We have previously demonstrated (L. Z. Rubsam et al., Cancer Res., 59: 669-675, 1999) that low ganciclovir (GCV) triphosphate (TP) levels similar to cellular deoxynucleotide concentrations can induce multilog killing in cells stably expressing herpes simplex virus thymidine kinase (HSV-TK). In this study, we evaluated whether reducing the endogenous competitor of GCV-TP, dGTP, enhanced GCV-mediated cytotoxicity. In SW620 human colon carcinoma cells stably expressing HSV-TK, the addition of the ribonucleotide reductase inhibitor, hydroxyurea (HU), decreased cellular dGTP pools and simultaneously increased the accumulation of GCV-TP levels. The amount of GCV nucleotide transfer from HSV-TK-expressing to nonexpressing (bystander) cells was quantitated in physically separated pHook-expressing bystander cells. Elevation of the GCV-TP:dGTP ratio by HU resulted in increased levels of GCV nucleotides transferred from HSV-TK-expressing to bystander cells during a 24 h drug incubation and enhanced GCV monophosphate incorporation into DNA after drug removal.

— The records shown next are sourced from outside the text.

use std::sync::Mutex;

use rusqlite::Connection;
use serde::Deserialize;
use tracing::{debug, info, warn};

use super::{MatchError, MatchOutcome, SOURCE_EXTERNAL_CATALOG};
use crate::config;
use crate::db::repository::{insert_match, list_candidates};
use crate::db::sqlite::lock_connection;
use crate::models::{CandidateRecord, ChallengeRecord, MatchResult};
use crate::oracle::llm::LlmClient;
use crate::pipeline::extraction::parser::extract_json_block;

const MATCH_SYSTEM_PROMPT: &str = "You are a matching engine. Given business \
challenges and a catalog of solution providers, rank the providers that best \
address the challenges. Respond ONLY with a JSON array of at most five \
elements shaped {\"candidate_name\": string, \"score\": number between 0 and 1, \
\"reason\": string, \"solution_details\": string}. No commentary.";

#[derive(Debug, Deserialize)]
struct RawRankedMatch {
    #[serde(alias = "candidateName", alias = "name")]
    candidate_name: String,
    score: f32,
    #[serde(default)]
    reason: String,
    #[serde(default, alias = "solutionDetails")]
    solution_details: String,
}

/// External-generative strategy: the full catalog snapshot plus the
/// challenge text go to the generation oracle, which ranks and justifies
/// up to five matches. Each parsed match is persisted independently; a
/// failed write drops that match only.
///
/// Takes the catalog mutex rather than a guard: the snapshot and the
/// per-match writes each lock briefly, and the connection is free for
/// other requests while the oracle call is in flight.
pub fn match_external_generative(
    catalog_store: &Mutex<Connection>,
    llm: &dyn LlmClient,
    challenge: &ChallengeRecord,
) -> Result<MatchOutcome, MatchError> {
    let catalog = {
        let conn = lock_connection(catalog_store);
        list_candidates(&conn)?
    };
    if catalog.is_empty() {
        info!("Candidate catalog is empty, nothing to rank");
        return Ok(MatchOutcome {
            matches: Vec::new(),
            total_matches: 0,
            data_source: SOURCE_EXTERNAL_CATALOG.to_string(),
            suggestions: None,
        });
    }

    let prompt = build_ranking_prompt(challenge, &catalog);
    debug!(candidates = catalog.len(), "Requesting generative ranking");
    let raw = llm.generate(&prompt, MATCH_SYSTEM_PROMPT)?;

    let ranked = parse_ranked_list(&raw);
    let mut matches: Vec<MatchResult> = ranked
        .into_iter()
        .map(|item| {
            let candidate_id = catalog
                .iter()
                .find(|c| c.name.eq_ignore_ascii_case(item.candidate_name.trim()))
                .map(|c| c.id);
            if candidate_id.is_none() {
                warn!(name = %item.candidate_name, "Ranked candidate not found in catalog");
            }
            MatchResult::new(
                challenge.id,
                candidate_id,
                item.candidate_name.trim(),
                item.score,
                &item.reason,
                &item.solution_details,
            )
        })
        .collect();

    matches.sort_by(|a, b| b.score.partial_cmp(&a.score).unwrap_or(std::cmp::Ordering::Equal));
    matches.truncate(config::MAX_MATCHES);

    // Independent writes: one failure drops that match, not the others.
    let conn = lock_connection(catalog_store);
    let mut persisted = Vec::with_capacity(matches.len());
    for m in matches {
        match insert_match(&conn, &m) {
            Ok(()) => persisted.push(m),
            Err(e) => {
                warn!(candidate = %m.candidate_name, error = %e, "Dropping match that failed to persist");
            }
        }
    }

    let total_matches = persisted.len();
    info!(total_matches, "External-generative matching complete");
    Ok(MatchOutcome {
        matches: persisted,
        total_matches,
        data_source: SOURCE_EXTERNAL_CATALOG.to_string(),
        suggestions: None,
    })
}

fn build_ranking_prompt(challenge: &ChallengeRecord, catalog: &[CandidateRecord]) -> String {
    let mut prompt = format!(
        "Business challenges for {}:\n{}\n\nSolution provider catalog:\n",
        challenge.company_name,
        challenge.joined_challenges()
    );
    for candidate in catalog {
        prompt.push_str(&format!(
            "- {} | tag: {} | department: {} | solves: {} | {}\n",
            candidate.name,
            candidate.business_tag,
            candidate.department,
            candidate.challenges_solved,
            candidate.description,
        ));
    }
    prompt.push_str("\nRank the best matches as a JSON array.");
    prompt
}

/// Lenient parse of the oracle's ranked list. Malformed elements are
/// skipped; wholly unparseable output yields an empty list rather than an
/// error — an unranked run is a valid outcome.
fn parse_ranked_list(raw: &str) -> Vec<RawRankedMatch> {
    let candidate = extract_json_block(raw).unwrap_or_else(|| raw.trim());
    let items: Vec<serde_json::Value> = match serde_json::from_str(candidate) {
        Ok(serde_json::Value::Array(items)) => items,
        Ok(_) | Err(_) => {
            warn!("Ranking output is not a JSON array, returning no matches");
            return Vec::new();
        }
    };

    items
        .into_iter()
        .filter_map(|item| match serde_json::from_value::<RawRankedMatch>(item) {
            Ok(parsed) if !parsed.candidate_name.trim().is_empty() => Some(parsed),
            Ok(_) => {
                warn!("Skipping ranked item with empty candidate name");
                None
            }
            Err(e) => {
                warn!(error = %e, "Skipping malformed ranked item");
                None
            }
        })
        .collect()
}

#[cfg(test)]
mod tests {
    use super::*;
    use crate::db::repository::candidate::sample_candidate;
    use crate::db::repository::{insert_candidate, list_matches_for_challenge};
    use crate::db::sqlite::open_memory_database;
    use crate::models::AnalysisOutcome;
    use crate::oracle::llm::MockLlmClient;
    use chrono::Utc;
    use uuid::Uuid;

    fn sample_challenge() -> ChallengeRecord {
        ChallengeRecord {
            id: Uuid::new_v4(),
            company_name: "Acme".into(),
            source_url: "https://example.com/acme".into(),
            extracted_challenges: vec!["No CRM".into()],
            analysis: AnalysisOutcome::Structured { items: vec![] },
            created_at: Utc::now(),
        }
    }

    fn catalog_with(candidates: &[CandidateRecord]) -> Mutex<Connection> {
        let conn = open_memory_database().unwrap();
        for candidate in candidates {
            insert_candidate(&conn, candidate).unwrap();
        }
        Mutex::new(conn)
    }

    #[test]
    fn ranks_resolves_and_persists_matches() {
        let alpha = sample_candidate("Alpha Solutions", "IT");
        let beta = sample_candidate("Beta Consulting", "HR");
        let catalog = catalog_with(&[alpha.clone(), beta.clone()]);

        let llm = MockLlmClient::new(
            r#"[
                {"candidate_name": "beta consulting", "score": 0.6, "reason": "ok fit", "solution_details": "workshops"},
                {"candidate_name": "Alpha Solutions", "score": 0.9, "reason": "great fit", "solution_details": "CRM rollout"}
            ]"#,
        );
        let challenge = sample_challenge();
        let outcome = match_external_generative(&catalog, &llm, &challenge).unwrap();

        assert_eq!(outcome.total_matches, 2);
        assert_eq!(outcome.data_source, "external-catalog");
        assert_eq!(outcome.matches[0].candidate_name, "Alpha Solutions");
        assert_eq!(outcome.matches[0].candidate_id, Some(alpha.id));
        // Case-insensitive name resolution.
        assert_eq!(outcome.matches[1].candidate_id, Some(beta.id));

        let conn = catalog.lock().unwrap();
        let persisted = list_matches_for_challenge(&conn, &challenge.id).unwrap();
        assert_eq!(persisted.len(), 2);
    }

    #[test]
    fn unknown_candidate_name_keeps_match_without_id() {
        let catalog = catalog_with(&[sample_candidate("Alpha Solutions", "IT")]);

        let llm = MockLlmClient::new(
            r#"[{"candidate_name": "Ghost Corp", "score": 0.8, "reason": "r", "solution_details": "d"}]"#,
        );
        let outcome = match_external_generative(&catalog, &llm, &sample_challenge()).unwrap();

        assert_eq!(outcome.total_matches, 1);
        assert_eq!(outcome.matches[0].candidate_id, None);
    }

    #[test]
    fn scores_clamped_and_capped_at_five() {
        let catalog = catalog_with(&[sample_candidate("Alpha Solutions", "IT")]);

        let items: Vec<String> = (0..7)
            .map(|i| {
                format!(
                    r#"{{"candidate_name": "Candidate {i}", "score": {}, "reason": "r", "solution_details": "d"}}"#,
                    2.0 - i as f32 * 0.1
                )
            })
            .collect();
        let llm = MockLlmClient::new(&format!("[{}]", items.join(",")));

        let outcome = match_external_generative(&catalog, &llm, &sample_challenge()).unwrap();
        assert_eq!(outcome.matches.len(), 5);
        for m in &outcome.matches {
            assert!((0.0..=1.0).contains(&m.score));
        }
        for pair in outcome.matches.windows(2) {
            assert!(pair[0].score >= pair[1].score);
        }
    }

    #[test]
    fn unparseable_ranking_yields_empty_matches_not_error() {
        let catalog = catalog_with(&[sample_candidate("Alpha Solutions", "IT")]);

        let llm = MockLlmClient::new("I would recommend Alpha Solutions for this.");
        let outcome = match_external_generative(&catalog, &llm, &sample_challenge()).unwrap();

        assert!(outcome.matches.is_empty());
        assert_eq!(outcome.total_matches, 0);
    }

    #[test]
    fn empty_catalog_short_circuits_without_oracle_call() {
        let catalog = catalog_with(&[]);
        // An unreachable oracle proves no generate call happens.
        let llm = MockLlmClient::unreachable();
        let outcome = match_external_generative(&catalog, &llm, &sample_challenge()).unwrap();
        assert!(outcome.matches.is_empty());
    }

    #[test]
    fn unreachable_oracle_is_fatal_with_nonempty_catalog() {
        let catalog = catalog_with(&[sample_candidate("Alpha Solutions", "IT")]);

        let llm = MockLlmClient::unreachable();
        let result = match_external_generative(&catalog, &llm, &sample_challenge());
        assert!(matches!(result, Err(MatchError::Oracle(_))));
    }

    #[test]
    fn fenced_ranking_output_is_accepted() {
        let catalog = catalog_with(&[sample_candidate("Alpha Solutions", "IT")]);

        let llm = MockLlmClient::new(
            "```json\n[{\"candidate_name\": \"Alpha Solutions\", \"score\": 0.7, \"reason\": \"r\", \"solution_details\": \"d\"}]\n```",
        );
        let outcome = match_external_generative(&catalog, &llm, &sample_challenge()).unwrap();
        assert_eq!(outcome.total_matches, 1);
    }
}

Isobologram analysis demonstrated that the combination of GCV and HU was additive in 100% HSV-TK cultures and synergistic in HSV-TK/bystander mixtures. IC50 values for GCV in 1:1 cocultures of HSV-TK-expressing and nonexpressing SW620 cells were reduced from 1.5 microM to 0.07 microM with 2 mM HU. A similar reduction was also observed with HT-29 cells and U251 cells. With 2 mM HU, IC50 values for GCV in 10:90, 5:95, and 1:99 SW620 HSV-TK-expressing and nonexpressing cocultures were reduced from 55 microM to 0.3 microM, 71 microM to 0.8 microM, and 118 microM to 7 microM, respectively. These results demonstrate the ability to pharmacologically enhance HSV-TK/GCV-mediated bystander killing and may have an important therapeutic impact.